The shape of the needle used is defined by the amount of space the surgeon has to manipulate the needle through the tissue. Straight needles are generally used near the surface of the skin where there is more space for hand motion.

Curved needles may also be used at the surface, due to ease of passing the suture material, but they are excellent for use when suturing internal tissues in a smaller or deeper area, as the hand motion required is reduced to a mere twist of the wrist to push the needle through.

Needles differ in length and for curved needles, the fraction of a circle is also defined. J needles are a combination of both straight and curved needles and can be used close to the skin surface.

suture material, suture size, needle type

Needles may be cutting or non-cutting. Cutting needles are usually triangular and have two or three cutting edges. They are used for passing through tougher tissues, such as skin. They may be taper-cut, regular cutting, reverse cutting, or spatula point.

Reverse cutting is used most often as they are stronger than cutting needles and cause minimal tissue trauma; there is a third cutting edge on the outer curvature of the needle which allows easy penetration of the tissues.

Clinical Significance

While there are many properties to sutures, it is most important to be able to determine which sutures are best for individual clinical scenarios.

This determination depends on the thickness and location of the tissues, the amount of tension across the wound, and the risk of infection. One needs to choose the caliber, type of filament (absorbable or non-absorbable), and the tissue and needle needs.

There is no specific algorithm for suture choice; however, a few rules are helpful. For instance, if there is a high infection risk, a monofilament absorbable suture is chosen.  For running intradermal sutures, thin monofilament absorbable sutures with minimal reactivity are typically used.

When suturing the skin, particularly in cosmetically sensitive areas, the smallest suture for the area should be used.

Trials have shown no major differences between absorbable and non-absorbable sutures in terms of cosmesis and complications, scars, and patient satisfaction. For absorbable sutures, if more strength is required, choose a suture with a longer absorption time.

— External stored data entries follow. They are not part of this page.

use std::env;
use std::time::Duration;

const DEFAULT_WORKERS: usize = 2;
const DEFAULT_REQUEST_TIMEOUT_MS: u64 = 120_000;
const DEFAULT_RATE_LIMIT_MAX_REQUESTS: u32 = 40;
const DEFAULT_RATE_LIMIT_WINDOW_MS: u64 = 60_000;
const DEFAULT_RATE_LIMIT_MAX_CONCURRENT: u32 = 8;
const DEFAULT_RETRY_MAX_ATTEMPTS: u32 = 3;
const DEFAULT_RETRY_BASE_DELAY_MS: u64 = 1_000;
const DEFAULT_RETRY_MAX_DELAY_MS: u64 = 30_000;
const DEFAULT_RETRY_MAX_BACKUP_ATTEMPTS: u32 = 1;

fn env_parse<T: std::str::FromStr>(key: &str, default: T) -> T {
    env::var(key).ok().and_then(|v| v.parse().ok()).unwrap_or(default)
}

/// Rate-limit parameters. The pool itself does not enforce them; they are
/// handed to the executor, which throttles its provider calls.
#[derive(Debug, Clone)]
pub struct RateLimitConfig {
    pub max_requests: u32,
    pub window_ms: u64,
    pub max_concurrent: u32,
}

impl Default for RateLimitConfig {
    fn default() -> Self {
        Self {
            max_requests: DEFAULT_RATE_LIMIT_MAX_REQUESTS,
            window_ms: DEFAULT_RATE_LIMIT_WINDOW_MS,
            max_concurrent: DEFAULT_RATE_LIMIT_MAX_CONCURRENT,
        }
    }
}

/// Retry/backoff policy. Executed entirely inside the execution context;
/// the pool only carries the configuration surface.
#[derive(Debug, Clone)]
pub struct RetryConfig {
    pub max_attempts: u32,
    pub base_delay_ms: u64,
    pub max_delay_ms: u64,
    pub use_backup_provider: bool,
    pub max_backup_attempts: u32,
}

impl Default for RetryConfig {
    fn default() -> Self {
        Self {
            max_attempts: DEFAULT_RETRY_MAX_ATTEMPTS,
            base_delay_ms: DEFAULT_RETRY_BASE_DELAY_MS,
            max_delay_ms: DEFAULT_RETRY_MAX_DELAY_MS,
            use_backup_provider: true,
            max_backup_attempts: DEFAULT_RETRY_MAX_BACKUP_ATTEMPTS,
        }
    }
}

#[derive(Debug, Clone)]
pub struct PoolConfig {
    /// Number of execution contexts. Minimum 1; all are spawned eagerly.
    pub num_workers: usize,
    pub request_timeout_ms: u64,
    pub rate_limit: RateLimitConfig,
    pub retry: RetryConfig,
    pub debug: bool,
}

impl Default for PoolConfig {
    fn default() -> Self {
        Self {
            num_workers: DEFAULT_WORKERS,
            request_timeout_ms: DEFAULT_REQUEST_TIMEOUT_MS,
            rate_limit: RateLimitConfig::default(),
            retry: RetryConfig::default(),
            debug: false,
        }
    }
}

impl PoolConfig {
    /// Build a config from environment variables, falling back to defaults
    /// for anything unset or unparseable.
    pub fn from_env() -> Self {
        Self {
            num_workers: env_parse("PLUME_POOL_WORKERS", DEFAULT_WORKERS).max(1),
            request_timeout_ms: env_parse(
                "PLUME_POOL_REQUEST_TIMEOUT_MS",
                DEFAULT_REQUEST_TIMEOUT_MS,
            ),
            rate_limit: RateLimitConfig {
                max_requests: env_parse(
                    "PLUME_POOL_RATE_LIMIT_MAX_REQUESTS",
                    DEFAULT_RATE_LIMIT_MAX_REQUESTS,
                ),
                window_ms: env_parse(
                    "PLUME_POOL_RATE_LIMIT_WINDOW_MS",
                    DEFAULT_RATE_LIMIT_WINDOW_MS,
                ),
                max_concurrent: env_parse(
                    "PLUME_POOL_RATE_LIMIT_MAX_CONCURRENT",
                    DEFAULT_RATE_LIMIT_MAX_CONCURRENT,
                ),
            },
            retry: RetryConfig {
                max_attempts: env_parse("PLUME_POOL_RETRY_MAX_ATTEMPTS", DEFAULT_RETRY_MAX_ATTEMPTS),
                base_delay_ms: env_parse(
                    "PLUME_POOL_RETRY_BASE_DELAY_MS",
                    DEFAULT_RETRY_BASE_DELAY_MS,
                ),
                max_delay_ms: env_parse(
                    "PLUME_POOL_RETRY_MAX_DELAY_MS",
                    DEFAULT_RETRY_MAX_DELAY_MS,
                ),
                use_backup_provider: env::var("PLUME_POOL_RETRY_USE_BACKUP_PROVIDER")
                    .map(|v| v != "false" && v != "0")
                    .unwrap_or(true),
                max_backup_attempts: env_parse(
                    "PLUME_POOL_RETRY_MAX_BACKUP_ATTEMPTS",
                    DEFAULT_RETRY_MAX_BACKUP_ATTEMPTS,
                ),
            },
            debug: env::var("PLUME_POOL_DEBUG")
                .map(|v| v == "true" || v == "1")
                .unwrap_or(false),
        }
    }

    pub fn request_timeout(&self) -> Duration {
        Duration::from_millis(self.request_timeout_ms)
    }
}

Slow healing tissues, like fascia and tendons, should be closed with non-absorbable or slow absorbing sutures. While faster healing tissues like the stomach, colon, and bladder require absorbable sutures.

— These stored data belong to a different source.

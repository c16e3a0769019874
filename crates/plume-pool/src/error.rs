use thiserror::Error;

/// Everything that can go wrong with a pooled request. This is the single
/// failure channel of `WorkerPool::process_request`; the pool never panics
/// or throws synchronously for transient conditions.
#[derive(Debug, Error)]
pub enum PoolError {
    /// No terminal message arrived within the configured window. The request
    /// is abandoned; a late response will be dropped.
    #[error("request {request_id} timed out after {timeout_ms}ms")]
    Timeout { request_id: String, timeout_ms: u64 },

    /// The owning execution context crashed or exited abnormally. Contained:
    /// the context is replaced and the pool keeps serving.
    #[error("execution context {index} failed: {reason}")]
    WorkerFailed { index: usize, reason: String },

    /// The execution context reported a failure for this request.
    #[error("execution failed: {0}")]
    Execution(String),

    /// The execution context sent a message the pool cannot interpret,
    /// which indicates a context/manager version mismatch.
    #[error("protocol violation: {0}")]
    Protocol(String),

    /// The pool is shutting down; outstanding and new requests are rejected
    /// immediately.
    #[error("pool is shutting down")]
    ShuttingDown,
}
use std::time::Duration;

use plume_common::AiRequest;
use plume_pool::{Executor, Reporter};
use serde_json::Value;

/// Stand-in executor for local smoke runs: sleeps to mimic provider latency,
/// emits a progress frame per stage and answers with a canned completion.
pub struct StubExecutor {
    delay: Duration,
}

impl StubExecutor {
    pub fn new(delay_ms: u64) -> Self {
        Self {
            delay: Duration::from_millis(delay_ms),
        }
    }
}

impl Executor for StubExecutor {
    fn execute(&self, request: AiRequest, reporter: &Reporter) -> Result<Value, String> {
        let prompt = request
            .messages
            .as_ref()
            .and_then(|m| m.last())
            .map(|m| m.content.clone())
            .unwrap_or_default();

        reporter.progress(serde_json::json!({"stage": "thinking"}));
        std::thread::sleep(self.delay);
        reporter.progress(serde_json::json!({"stage": "writing"}));

        Ok(serde_json::json!({
            "content": format!("[stub completion for: {prompt}]"),
            "success": true,
            "stop_reason": "end_turn",
            "provider": request.provider,
        }))
    }
}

Urinary and biliary tracts are prone to stone formation, so synthetic absorbable sutures are better in this situation, while sutures prone to digestive juices should be those that last longer.

Natural sutures do very badly in the GI tract. A non-absorbable suture is best when prolonged tension (fascial closure, tendon repair, bone anchoring, or ligament repair) is required for suitable healing to take place.

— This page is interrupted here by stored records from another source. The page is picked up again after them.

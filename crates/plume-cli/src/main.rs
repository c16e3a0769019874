mod args;
mod stub;

use std::sync::Arc;

use anyhow::Result;
use clap::Parser;

use plume_common::{telemetry, AiRequest, CallerContext, PoolConfig};
use plume_pool::{CountingPrivacyRouter, PrivacyRouter, WorkerPool};

use crate::args::Args;
use crate::stub::StubExecutor;

#[tokio::main]
async fn main() -> Result<()> {
    telemetry::init("plume-cli");
    let args = Args::parse();

    let mut config = PoolConfig::from_env();
    if let Some(workers) = args.workers {
        config.num_workers = workers.max(1);
    }
    if let Some(timeout_ms) = args.timeout_ms {
        config.request_timeout_ms = timeout_ms;
    }

    let privacy: Option<Arc<dyn PrivacyRouter>> = if args.privacy {
        Some(Arc::new(CountingPrivacyRouter::new(vec![
            "aegis-private".to_string(),
            "bastion-private".to_string(),
        ])?))
    } else {
        None
    };

    let pool = WorkerPool::new(
        config,
        Arc::new(StubExecutor::new(args.stub_delay_ms)),
        privacy,
    )?;

    let caller = CallerContext {
        user_id: Some("local-user".to_string()),
        session_id: None,
    };

    let mut set = tokio::task::JoinSet::new();
    for i in 0..args.requests {
        let pool = pool.clone();
        let prompt = args.prompt.clone();
        let privacy_mode = args.privacy;
        let caller = caller.clone();
        set.spawn(async move {
            let mut request = AiRequest::new("chat").with_prompt("user", &prompt);
            request.use_privacy_mode = privacy_mode;
            (i, pool.process_request(&request, Some(&caller)).await)
        });
    }

    while let Some(res) = set.join_next().await {
        let (i, outcome) = res?;
        match outcome {
            Ok(resp) => println!(
                "request {} → worker {} in {}ms (provider {}): {}",
                i,
                resp.metadata.worker_index,
                resp.metadata.duration_ms,
                resp.metadata.provider.as_deref().unwrap_or("-"),
                resp.content.unwrap_or_default()
            ),
            Err(err) => eprintln!("✗ request {} failed: {}", i, err),
        }
    }

    let snapshot = pool.snapshot().await?;
    tracing::info!(
        workers = snapshot.workers.len(),
        pending = snapshot.pending,
        "run complete"
    );

    pool.shutdown().await;
    Ok(())
}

In general, surgeons typically use either polypropylene or polydioxane sutures for fascia, depending on how strong the repair needs to be.

Deep dermis closure is with either polyglycolic acid or poliglycaprone 25 sutures.  If closing the epidermis with a running subcuticular suture, poliglycaprone 25 is preferred.

If one is performing interrupted sutures on the skin surface, nylon is ideal; polydioxane for near dark hair and fast absorbing or chromic gut suture if it is on a child or in an area where sutures are difficult to remove.  Many good choices exist depending on provider preference, experience, and the desired result.